BuzzFeed gambles with secret dossier on Trump

Ben Smith, editor-in-chief of Buzzfeed, issued a statement on Tuesday evening explaining his decision to publish the unsubstantiated allegations contained in the "secret dossier," stating that Americans can make up their own minds, and adding that BuzzFeed's risky decision to publish news that may very well turn out to be fake "reflects how we see the job of reporters in 2017."

The secret dossier alluded to by CNN, Mother Jones, Newsweek, and BuzzFeed, among others, contains potentially explosive allegations against Trump compiled by an anonymous British intelligence officer with a background in Russian counterintelligence. The British officer's report was initially produced as opposition research for the Clinton campaign, but never used as such.

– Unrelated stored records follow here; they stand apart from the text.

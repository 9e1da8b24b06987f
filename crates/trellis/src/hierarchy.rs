//! Parent resolution for features and tasks.
//!
//! The external tracker records hierarchy as `parent-child` dependency edges,
//! in no particular order and sometimes not at all. A parent is taken from the
//! first edge whose target has already been resolved this run. Without one,
//! a feature falls back to the first epic of the run (or is skipped when there
//! is none) and a task falls back to the first feature (or goes parentless).

use crate::domain::external::ExternalIssue;
use crate::domain::{EntityKind, RecordId};
use crate::identity::IdentityMaps;
use serde::Serialize;

/// How a parent was chosen.
#[derive(Debug, Clone, Copy, PartialEq, Eq, Serialize)]
#[serde(rename_all = "snake_case")]
pub enum ParentSource {
    /// From a `parent-child` edge on the record
    Explicit,
    /// From the fallback policy
    Fallback,
}

/// Where a record goes in the hierarchy.
#[derive(Debug, Clone, PartialEq, Eq)]
pub enum ParentDecision {
    /// Attach under `id`.
    Parent {
        /// Internal id of the parent
        id: RecordId,
        /// How it was chosen
        source: ParentSource,
    },
    /// Import with no parent.
    Root,
    /// Do not import; no acceptable parent exists.
    Skip,
}

/// Decide the parent of `issue`, imported as `kind`.
///
/// Epics are always [`ParentDecision::Root`].
pub fn resolve_parent(
    issue: &ExternalIssue,
    kind: EntityKind,
    identities: &IdentityMaps,
) -> ParentDecision {
    let Some(parent_kind) = kind.parent_kind() else {
        return ParentDecision::Root;
    };
    let parents = identities.get(parent_kind);

    let explicit = issue
        .dependencies()
        .iter()
        .filter(|edge| edge.is_parent_edge_of(&issue.id))
        .find_map(|edge| parents.get(&edge.depends_on_id));
    if let Some(id) = explicit {
        return ParentDecision::Parent {
            id: id.clone(),
            source: ParentSource::Explicit,
        };
    }

    match (kind, parents.first()) {
        (_, Some((external_id, id))) => {
            tracing::debug!(
                external_id = %issue.id,
                kind = %kind,
                parent = external_id,
                "No resolvable parent edge, using fallback parent"
            );
            ParentDecision::Parent {
                id: id.clone(),
                source: ParentSource::Fallback,
            }
        }
        (EntityKind::Feature, None) => ParentDecision::Skip,
        (_, None) => ParentDecision::Root,
    }
}
#[async_trait]
impl RecordStore for ScriptedStore {
    async fn find_by_external_id(
        &self,
        tenant: &TenantId,
        kind: EntityKind,
        external_id: &str,
    ) -> Result<Option<Record>> {
        self.inner.find_by_external_id(tenant, kind, external_id).await
    }

    async fn insert(&mut self, record: NewRecord) -> Result<Record> {
        if self.reject == Some(record.external_id.as_str()) {
            return Err(Error::Storage("disk full".to_string()));
        }
        let record = self.inner.insert(record).await?;
        if let Some(token) = &self.token {
            self.cancel_after = self.cancel_after.saturating_sub(1);
            if self.cancel_after == 0 {
                token.cancel();
            }
        }
        Ok(record)
    }

    async fn list_by_tenant(&self, tenant: &TenantId, kind: EntityKind) -> Result<Vec<Record>> {
        self.inner.list_by_tenant(tenant, kind).await
    }

    async fn find_product(&self, tenant: &TenantId, id: &str) -> Result<Option<Product>> {
        self.inner.find_product(tenant, id).await
    }

    async fn find_user(&self, tenant: &TenantId, id: &str) -> Result<Option<User>> {
        self.inner.find_user(tenant, id).await
    }

    async fn insert_product(&mut self, product: Product) -> Result<()> {
        self.inner.insert_product(product).await
    }

    async fn insert_user(&mut self, user: User) -> Result<()> {
        self.inner.insert_user(user).await
    }

    async fn save(&self) -> Result<()> {
        self.inner.save().await
    }
}

#[tokio::test]
async fn cancellation_stops_between_records() {
    let token = CancelToken::new();
    let mut store = ScriptedStore::new(seeded_store().await);
    store.token = Some(token.clone());
    store.cancel_after = 2;
    let input = jsonl(&[
        issue("bd-1", "epic"),
        issue("bd-2", "epic"),
        issue("bd-3", "epic"),
        issue("bd-4", "feature"),
        issue("bd-5", "task"),
    ]);

    let report = Pipeline::new(&mut store, request())
        .with_cancel_token(token)
        .run(input.as_bytes())
        .await
        .unwrap();

    assert!(report.cancelled);
    assert_eq!(report.kind_summary(EntityKind::Epic).created, 2);
    assert!(report.kind(EntityKind::Feature).is_none());
    assert_eq!(stored(&store, EntityKind::Epic).await.len(), 2);
    assert!(stored(&store, EntityKind::Feature).await.is_empty());
    assert!(!report.has_drift());
}

#[tokio::test]
async fn cancelled_before_start_writes_nothing() {
    let mut store = seeded_store().await;
    let token = CancelToken::new();
    token.cancel();

    let report = Pipeline::new(store.as_mut(), request())
        .with_cancel_token(token)
        .run(hierarchy_input().as_bytes())
        .await
        .unwrap();

    assert!(report.cancelled);
    assert_eq!(report.total_created(), 0);
    for kind in EntityKind::ALL {
        assert!(stored(store.as_ref(), kind).await.is_empty());
    }
}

Among the unsubstantiated claims is the allegation that Trump employed a number of prostitutes to perform graphic sexual acts inside the Moscow Ritz-Carlton room where the Obamas had once stayed. The report also alleges that Trump attorney Michael Cohen secretly met with Kremlin officials in Prague in August of 2016, presumably to forge a secret liaison between the Trump campaign and Russian leadership.

These allegations were so spotty that even David Corn, Washington Bureau Chief of ultra-liberal Mother Jones website, declined to publish the full "secret dossier" due to its unverifiable nature. Corn's prudent editorial decision was echoed by others, including Jeffrey Goldberg of The Atlantic, who stated via tweet: "This report contains unverified information, sourced to anonymous figures whose existence has not been proven."

Cohen produces proof that he was not in Prague

It appears that BuzzFeed has positioned itself to become either the next Woodward and Bernstein, or the biggest joke since the day a Jewish rabbi and a Catholic priest decided to walk into a bar -- and now, thanks to Trump attorney Michael Cohen, the smart bet is to put your money on the bartender.

Cohen not only vehemently denied BuzzFeed's claim that he met with Kremlin insiders in Prague, but produced his own passport as irrefutable evidence that he has never been to Prague in his life. Rosie Gray, who writes for The Atlantic, investigated the claim and found that Cohen was was his son on a visit to the University of Southern California during the time the "secret dossier" on Trump alleged that he was meeting with Russian officials.